Ich könnte mir vorstellen, dass mancher Besitzer kleinerer Hunde nun andere Plätze zum Gassi gehen aufsuchen wird (ob das gewollt war vom Präsi??  ), denn das folgende Zitat auf die Frage, was so Riesenfische eigentlich fressen, dürfte einige zum nachdenken bringen:


> _"Tiere. Ratten. Hauptsächlich Ratten, also Bisamratten, die im Wasser schwimmen. Ab und zu mal einen anderen Fisch. Oder auch mal eine leckere Ente, wenn´s klappt". Und so ein strammer Menschenfuß? "Wenn Sie beim Baden dem Wels  auf den Kopf treten würden, dann schnappt der schon mal nach dem Störenfried. Aber einen Menschen einfach so angreifen, nein, niemals, das sind Horrormärchen" ist sich Schock sicher.
> Aber was ist mit kleinen Hunden? "*Na, wenn so ein Chihuahua jetzt im See schwimmen würde, dann könnten Sie sicher zusehen, wie der plötzlich im Wasser verschwindet"*. Alles, was der Wels größenmäßig überwältigen kann, ist eben potentielle Beute._



Ein Schelm, wer Böses dabei denkt ........

Einen Blick in die schwäbisch-direkte Seele und Sprache (die man mir manchmal ja auch nachsagt, versteh gar nicht warum) auch das folgende Zitat auf die Frage nach der Todesursache, da der Waller ja wohl einfach so verstarb und nicht geangelt wurde:


> _ "Ich sag`s, wie es ist: Der alte Wels hat beim b u m s e n einen Herzinfarkt bekommen"_



------------------------------------------------​
Wenn der WAV nun noch etwas weniger Hundegassigeher am See möchte, wäre es evtl. angebracht, zusätzlich zum Zeitungsbericht noch Warntafeln mit Bildern vom 2-m-Waller aufzustellen und der zusätzlichen Warnung vor Baden oder "Füße in den See" halten..

Man muss eben die Medien zu nutzen wissen ;-)

Thomas Finkbeiner


----------



## Revilo62 (1. Juli 2017)

*AW: Der Riesenwels vom Max-Eyth-See - Beim "b u m s e n" Herzinfarkt bekommen*

Da hat wohl Einer bei der Fischereischeinschulung nicht aufgepasst, ach ja, ich vergaß ... die Wissenslücke entstand wohl in der Schule ... solche Schwätzer an die Front, dann hat das Angeln in Deutschland Zukunft 

Tight Lines aus Berlin :vik:


----------



## Gelöschte Mitglieder 136077 (1. Juli 2017)
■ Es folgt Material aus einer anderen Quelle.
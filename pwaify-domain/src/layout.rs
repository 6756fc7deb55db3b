//! Where generated artifacts live on disk and how pages reference them.

use crate::ports::ProjectView;
use camino::{Utf8Path, Utf8PathBuf};
use pwaify_types::scan::Framework;

/// Output directory (relative to the project root) and the URL it is served under.
#[derive(Debug, Clone, PartialEq, Eq)]
pub struct OutputLayout {
    dir: Utf8PathBuf,
    url_base: String,
}

impl OutputLayout {
    pub fn new(dir: impl Into<Utf8PathBuf>, url_base: &str) -> Self {
        let dir = dir.into();
        let dir = if dir.as_str().is_empty() {
            Utf8PathBuf::from(".")
        } else {
            dir
        };
        Self {
            dir,
            url_base: normalize_base(url_base),
        }
    }

    /// Pick the conventional public directory for `framework`, if the project has one.
    pub fn detect(view: &dyn ProjectView, framework: Framework) -> Self {
        let candidates: &[(&str, &str)] = match framework {
            Framework::Django | Framework::Flask | Framework::FastApi => {
                &[("static", "/static/"), ("public", "/")]
            }
            _ => &[("public", "/")],
        };
        candidates
            .iter()
            .find(|(dir, _)| view.is_dir(Utf8Path::new(dir)))
            .map(|(dir, base)| Self::new(*dir, base))
            .unwrap_or_else(|| Self::new(".", "/"))
    }

    pub fn dir(&self) -> &Utf8Path {
        &self.dir
    }

    pub fn url_base(&self) -> &str {
        &self.url_base
    }

    /// Project-relative path of an artifact.
    pub fn path(&self, rel: &str) -> Utf8PathBuf {
        let rel = rel.trim_start_matches('/');
        if self.dir == "." {
            Utf8PathBuf::from(rel)
        } else {
            self.dir.join(rel)
        }
    }

    /// Root-relative URL of an artifact.
    pub fn href(&self, rel: &str) -> String {
        format!("{}{}", self.url_base, rel.trim_start_matches('/'))
    }
}

fn normalize_base(base: &str) -> String {
    let trimmed = base.trim().trim_matches('/');
    if trimmed.is_empty() {
        "/".to_string()
    } else {
        format!("/{trimmed}/")
    }
}
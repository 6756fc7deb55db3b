//! Idempotent `<head>` injection for PWA metadata.
//!
//! [`MarkerInjector`] owns a fixed set of [`MarkerSlot`]s. Every element it
//! writes carries a `data-pwaify` sentinel naming its slot, so re-running
//! injection updates elements in place instead of appending duplicates.

pub mod error;
pub mod injector;
pub mod node;
pub mod parse;
pub mod serialize;
pub mod slots;

pub use error::{InjectError, ParseError};
pub use injector::{
    HEAD_BUDGET_BYTES, InjectedHtml, InjectionReport, MarkerInjector, SlotAction, SlotValue,
    count_sentinels, sentinel_counts,
};
pub use node::{Document, Element, Node};
pub use parse::parse_document;
pub use serialize::to_html;
pub use slots::{MarkerSlot, SENTINEL_ATTR, service_worker_snippet};
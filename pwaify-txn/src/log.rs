use crate::error::{TxnError, TxnResult};
use crate::paths::{depth, normalize};
use camino::{Utf8Path, Utf8PathBuf};
use chrono::{DateTime, Utc};
use fs_err as fs;
use pwaify_types::txn::{
    BackupSummary, CreatedKind, CreatedPath, RetainedDir, RollbackAction, RollbackFailure,
    RollbackReport, TransactionState, TransactionStatus,
};
use sha2::{Digest, Sha256};
use std::collections::{BTreeMap, BTreeSet};
use std::io;
use tracing::{debug, info, warn};
use uuid::Uuid;

/// How many entry names a retained directory reports.
const RETAINED_ENTRY_LIMIT: usize = 8;

/// Original state of one file, captured before its first mutation.
#[derive(Debug, Clone, PartialEq, Eq)]
pub struct FileBackup {
    pub path: Utf8PathBuf,
    pub original_existed: bool,
    /// Present only when `original_existed`.
    pub original_content: Option<Vec<u8>>,
    pub captured_at: DateTime<Utc>,
}

impl FileBackup {
    fn summary(&self) -> BackupSummary {
        BackupSummary {
            path: self.path.clone(),
            original_existed: self.original_existed,
            original_sha256: self.original_content.as_deref().map(sha256_hex),
            original_bytes: self.original_content.as_ref().map(|c| c.len() as u64),
            captured_at: self.captured_at,
        }
    }
}

#[derive(Debug, Clone, Copy, PartialEq, Eq)]
enum Phase {
    Open,
    Committed,
    RolledBack,
}

/// Records every filesystem mutation of one pipeline run.
///
/// Not safe for unsynchronized concurrent use; concurrent producers go through
/// [`crate::SharedTransactionLog`].
#[derive(Debug)]
pub struct TransactionLog {
    id: Uuid,
    root: Utf8PathBuf,
    created_at: DateTime<Utc>,
    backups: Vec<FileBackup>,
    backup_index: BTreeMap<Utf8PathBuf, usize>,
    created_files: BTreeSet<Utf8PathBuf>,
    created_dirs: BTreeSet<Utf8PathBuf>,
    phase: Phase,
    rollback_report: Option<RollbackReport>,
}

impl TransactionLog {
    /// Open a transaction rooted at `root`. Relative paths resolve against it.
    pub fn new(root: impl Into<Utf8PathBuf>) -> Self {
        let root = root.into();
        let id = Uuid::new_v4();
        debug!(txid = %id, root = %root, "opened transaction");
        Self {
            id,
            root,
            created_at: Utc::now(),
            backups: Vec::new(),
            backup_index: BTreeMap::new(),
            created_files: BTreeSet::new(),
            created_dirs: BTreeSet::new(),
            phase: Phase::Open,
            rollback_report: None,
        }
    }

    pub fn id(&self) -> String {
        self.id.to_string()
    }

    pub fn root(&self) -> &Utf8Path {
        &self.root
    }

    pub fn resolve(&self, path: &Utf8Path) -> Utf8PathBuf {
        normalize(&self.root, path)
    }

    pub fn is_committed(&self) -> bool {
        self.phase == Phase::Committed
    }

    pub fn is_rolled_back(&self) -> bool {
        self.phase == Phase::RolledBack
    }

    fn ensure_open(&self) -> TxnResult<()> {
        match self.phase {
            Phase::Open => Ok(()),
            _ => Err(TxnError::Finalized { id: self.id() }),
        }
    }

    /// Capture the original state of `path` before its first mutation.
    ///
    /// Returns `true` when a new backup was captured. Repeated calls are no-ops
    /// and keep the content from the first call. Paths already tracked as
    /// created need no backup: rollback deletes them anyway.
    pub fn backup_file(&mut self, path: &Utf8Path) -> TxnResult<bool> {
        self.ensure_open()?;
        let abs = self.resolve(path);

        if self.backup_index.contains_key(&abs) || self.created_files.contains(&abs) {
            return Ok(false);
        }

        let backup = match fs::read(&abs) {
            Ok(bytes) => FileBackup {
                path: abs.clone(),
                original_existed: true,
                original_content: Some(bytes),
                captured_at: Utc::now(),
            },
            Err(err) if err.kind() == io::ErrorKind::NotFound => FileBackup {
                path: abs.clone(),
                original_existed: false,
                original_content: None,
                captured_at: Utc::now(),
            },
            Err(_) if abs.is_dir() => return Err(TxnError::NotAFile { path: abs }),
            Err(err) => return Err(err.into()),
        };

        debug!(
            txid = %self.id,
            path = %abs,
            existed = backup.original_existed,
            "captured backup"
        );
        self.backup_index.insert(abs, self.backups.len());
        self.backups.push(backup);
        Ok(true)
    }

    /// Register a file that rollback must delete. Set semantics.
    pub fn track_created_file(&mut self, path: &Utf8Path) -> TxnResult<bool> {
        self.ensure_open()?;
        let abs = self.resolve(path);
        self.check_not_preexisting(&abs)?;
        let inserted = self.created_files.insert(abs);
        if inserted {
            debug!(txid = %self.id, path = %path, "tracked created file");
        }
        Ok(inserted)
    }

    /// Register a directory that rollback must delete when empty. Set semantics.
    pub fn track_created_dir(&mut self, path: &Utf8Path) -> TxnResult<bool> {
        self.ensure_open()?;
        let abs = self.resolve(path);
        self.check_not_preexisting(&abs)?;
        let inserted = self.created_dirs.insert(abs);
        if inserted {
            debug!(txid = %self.id, path = %path, "tracked created dir");
        }
        Ok(inserted)
    }

    fn check_not_preexisting(&self, abs: &Utf8Path) -> TxnResult<()> {
        let preexisting = self
            .backup_index
            .get(abs)
            .map(|&i| self.backups[i].original_existed)
            .unwrap_or(false);
        if preexisting {
            return Err(TxnError::ConflictingTrack {
                path: abs.to_path_buf(),
            });
        }
        Ok(())
    }

    /// Create `path` and any missing ancestors, tracking each directory created.
    ///
    /// Returns the number of directories that did not exist before.
    pub fn create_dir_all(&mut self, path: &Utf8Path) -> TxnResult<usize> {
        self.ensure_open()?;
        let abs = self.resolve(path);

        let mut missing = Vec::new();
        let mut cursor = Some(abs.as_path());
        while let Some(dir) = cursor {
            if dir.as_str().is_empty() || dir.exists() {
                break;
            }
            missing.push(dir.to_path_buf());
            cursor = dir.parent();
        }

        // Track before creating so a partial failure still gets cleaned up.
        for dir in &missing {
            self.track_created_dir(dir)?;
        }
        fs::create_dir_all(&abs)?;
        Ok(missing.len())
    }

    /// Write `contents` to `path` with the right bookkeeping.
    ///
    /// Existing files are backed up, new files are tracked as created, and
    /// missing parent directories are created and tracked.
    pub fn write_file(&mut self, path: &Utf8Path, contents: &[u8]) -> TxnResult<()> {
        self.ensure_open()?;
        let abs = self.resolve(path);

        if let Some(parent) = abs.parent() {
            self.create_dir_all(parent)?;
        }

        let known = self.backup_index.contains_key(&abs) || self.created_files.contains(&abs);
        if !known {
            if abs.exists() {
                self.backup_file(&abs)?;
            } else {
                self.track_created_file(&abs)?;
            }
        }

        fs::write(&abs, contents)?;
        debug!(txid = %self.id, path = %abs, bytes = contents.len(), "wrote file");
        Ok(())
    }

    /// Mark the transaction final. Idempotent.
    pub fn commit(&mut self) -> TxnResult<()> {
        match self.phase {
            Phase::Committed => Ok(()),
            Phase::RolledBack => Err(TxnError::AlreadyRolledBack { id: self.id() }),
            Phase::Open => {
                self.phase = Phase::Committed;
                info!(
                    txid = %self.id,
                    backups = self.backups.len(),
                    created_files = self.created_files.len(),
                    created_dirs = self.created_dirs.len(),
                    "transaction committed"
                );
                Ok(())
            }
        }
    }

    /// Undo every recorded mutation, best-effort.
    ///
    /// Order: created files, then created directories deepest-first (only when
    /// empty), then backups. A failing step is recorded in the report and the
    /// remaining steps still run. A second call returns the first report.
    pub fn rollback(&mut self) -> TxnResult<RollbackReport> {
        match self.phase {
            Phase::Committed => return Err(TxnError::AlreadyCommitted { id: self.id() }),
            Phase::RolledBack => return Ok(self.rollback_report.clone().unwrap_or_default()),
            Phase::Open => {}
        }

        let mut report = RollbackReport::default();

        for file in &self.created_files {
            match fs::remove_file(file) {
                Ok(()) => report.removed_files.push(file.clone()),
                Err(err) if err.kind() == io::ErrorKind::NotFound => {
                    debug!(path = %file, "created file already gone");
                }
                Err(err) => record_failure(&mut report, file, RollbackAction::RemoveCreatedFile, &err),
            }
        }

        let mut dirs: Vec<&Utf8PathBuf> = self.created_dirs.iter().collect();
        dirs.sort_by(|a, b| depth(b).cmp(&depth(a)).then_with(|| b.cmp(a)));
        let mut retained: Vec<Utf8PathBuf> = Vec::new();
        for dir in dirs {
            match remove_dir_if_empty(dir) {
                Ok(DirRemoval::Removed) => report.removed_dirs.push(dir.clone()),
                Ok(DirRemoval::Missing) => {}
                Ok(DirRemoval::NotEmpty) => retained.push(dir.clone()),
                Err(err) => record_failure(&mut report, dir, RollbackAction::RemoveCreatedDir, &err),
            }
        }

        for backup in &self.backups {
            if let Some(content) = &backup.original_content {
                match restore_bytes(&backup.path, content) {
                    Ok(()) => report.restored_files.push(backup.path.clone()),
                    Err(err) => {
                        record_failure(&mut report, &backup.path, RollbackAction::RestoreBackup, &err)
                    }
                }
            } else {
                match fs::remove_file(&backup.path) {
                    Ok(()) => report.removed_files.push(backup.path.clone()),
                    Err(err) if err.kind() == io::ErrorKind::NotFound => {}
                    Err(err) => record_failure(
                        &mut report,
                        &backup.path,
                        RollbackAction::RemoveBackedUpPath,
                        &err,
                    ),
                }
            }
        }

        // Removing backed-up paths may have emptied a retained directory.
        for dir in retained {
            match remove_dir_if_empty(&dir) {
                Ok(DirRemoval::Removed) => report.removed_dirs.push(dir),
                Ok(DirRemoval::Missing) => {}
                Ok(DirRemoval::NotEmpty) => {
                    let untracked_entries = list_entries(&dir);
                    warn!(
                        txid = %self.id,
                        path = %dir,
                        entries = ?untracked_entries,
                        "created directory holds untracked content; left in place"
                    );
                    report.retained_dirs.push(RetainedDir {
                        path: dir,
                        untracked_entries,
                    });
                }
                Err(err) => record_failure(&mut report, &dir, RollbackAction::RemoveCreatedDir, &err),
            }
        }

        self.phase = Phase::RolledBack;
        info!(
            txid = %self.id,
            removed_files = report.removed_files.len(),
            removed_dirs = report.removed_dirs.len(),
            restored_files = report.restored_files.len(),
            failures = report.failures.len(),
            "transaction rolled back"
        );
        self.rollback_report = Some(report.clone());
        Ok(report)
    }

    /// Read-only snapshot for diagnostics and tests.
    pub fn state(&self) -> TransactionState {
        let status = match self.phase {
            Phase::Open => TransactionStatus::Open,
            Phase::Committed => TransactionStatus::Committed,
            Phase::RolledBack => TransactionStatus::RolledBack,
        };

        let mut created: Vec<CreatedPath> = self
            .created_dirs
            .iter()
            .map(|p| CreatedPath {
                path: p.clone(),
                kind: CreatedKind::Dir,
            })
            .collect();
        created.extend(self.created_files.iter().map(|p| CreatedPath {
            path: p.clone(),
            kind: CreatedKind::File,
        }));

        TransactionState {
            id: self.id(),
            root: self.root.clone(),
            created_at: self.created_at,
            status,
            backups: self.backups.iter().map(FileBackup::summary).collect(),
            created,
        }
    }

    pub fn backups(&self) -> &[FileBackup] {
        &self.backups
    }
}

impl Drop for TransactionLog {
    fn drop(&mut self) {
        let dirty = !self.backups.is_empty()
            || !self.created_files.is_empty()
            || !self.created_dirs.is_empty();
        if self.phase == Phase::Open && dirty {
            warn!(txid = %self.id, "transaction dropped without commit or rollback");
        }
    }
}

enum DirRemoval {
    Removed,
    Missing,
    NotEmpty,
}

fn remove_dir_if_empty(dir: &Utf8Path) -> io::Result<DirRemoval> {
    let mut entries = match fs::read_dir(dir) {
        Ok(entries) => entries,
        Err(err) if err.kind() == io::ErrorKind::NotFound => return Ok(DirRemoval::Missing),
        Err(err) => return Err(err),
    };
    if entries.next().is_some() {
        return Ok(DirRemoval::NotEmpty);
    }
    fs::remove_dir(dir)?;
    Ok(DirRemoval::Removed)
}

fn list_entries(dir: &Utf8Path) -> Vec<String> {
    let Ok(entries) = fs::read_dir(dir) else {
        return Vec::new();
    };
    let mut names: Vec<String> = entries
        .filter_map(Result::ok)
        .map(|e| e.file_name().to_string_lossy().into_owned())
        .collect();
    names.sort();
    names.truncate(RETAINED_ENTRY_LIMIT);
    names
}

fn restore_bytes(path: &Utf8Path, content: &[u8]) -> io::Result<()> {
    if let Some(parent) = path.parent()
        && !parent.as_str().is_empty()
        && !parent.exists()
    {
        fs::create_dir_all(parent)?;
    }
    fs::write(path, content)
}

fn record_failure(
    report: &mut RollbackReport,
    path: &Utf8Path,
    action: RollbackAction,
    err: &io::Error,
) {
    warn!(path = %path, ?action, error = %err, "rollback step failed");
    report.failures.push(RollbackFailure {
        path: path.to_path_buf(),
        action,
        message: err.to_string(),
    });
}

fn sha256_hex(bytes: &[u8]) -> String {
    let mut hasher = Sha256::new();
    hasher.update(bytes);
    hex::encode(hasher.finalize())
}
*AW: Der Riesenwels vom Max-Eyth-See - Beim "b u m s e n" Herzinfarkt bekommen*

Immerhin hatte er einen schönen Tod


----------



## Thomas9904 (1. Juli 2017)

*AW: Der Riesenwels vom Max-Eyth-See - Beim "b u m s e n" Herzinfarkt bekommen*



D1985 schrieb:


> Immerhin hatte er einen schönen Tod


Mit so einem Tod könnt ich auch leben (was ein Wortspiel) ....


----------



## hanzz (1. Juli 2017)

*AW: Der Riesenwels vom Max-Eyth-See - Beim "b u m s e n" Herzinfarkt bekommen*

Also dabei möcht ich nicht ableben, wenn schon danach. Am besten nach der Kippe danach.


----------



## harzsalm (1. Juli 2017)

*AW: Der Riesenwels vom Max-Eyth-See - Beim "b u m s e n" Herzinfarkt bekommen*

Nun bin ich doch schon 6 Jahre von Stuttgart aus in den Norden gezogen,dann lese ich hier, dass am Max-Türksee die Welse beim ******  sterben.Einfach traurig!!!!

Gruß Reimar


----------



## Patrick086 (1. Juli 2017)

*AW: Der Riesenwels vom Max-Eyth-See - Beim "b u m s e n" Herzinfarkt bekommen*

Wels hat beim b u m s e n 'nen Herzinfarkt bekommen .? |bigeyes|bigeyes|bigeyes

Zitat aus Verflucht, Verdammt und Halleluja |rolleyes :

"Mein Gott, was für ein schöner Tod . Nicht in Übereinstimmung mit der öffentlichen Moral, aber trotzdem ein wundervoller Tod ."
|supergri|supergri|supergri


----------



## willmalwassagen (1. Juli 2017)

*AW: Der Riesenwels vom Max-Eyth-See - Beim "b u m s e n" Herzinfarkt bekommen*

Naja. die Wahrheit ist noch toller. Da ist immer ein richtiger Gangbang zur "Paarungszeit"


----------



## Patrick086 (1. Juli 2017)

*AW: Der Riesenwels vom Max-Eyth-See - Beim "b u m s e n" Herzinfarkt bekommen*

Tja... die Liebe ist 'ne Gottesgabe. Doch den Verkehr, man soll ihn regeln, statt sich wie Welse totzuv ö g e l n .


----------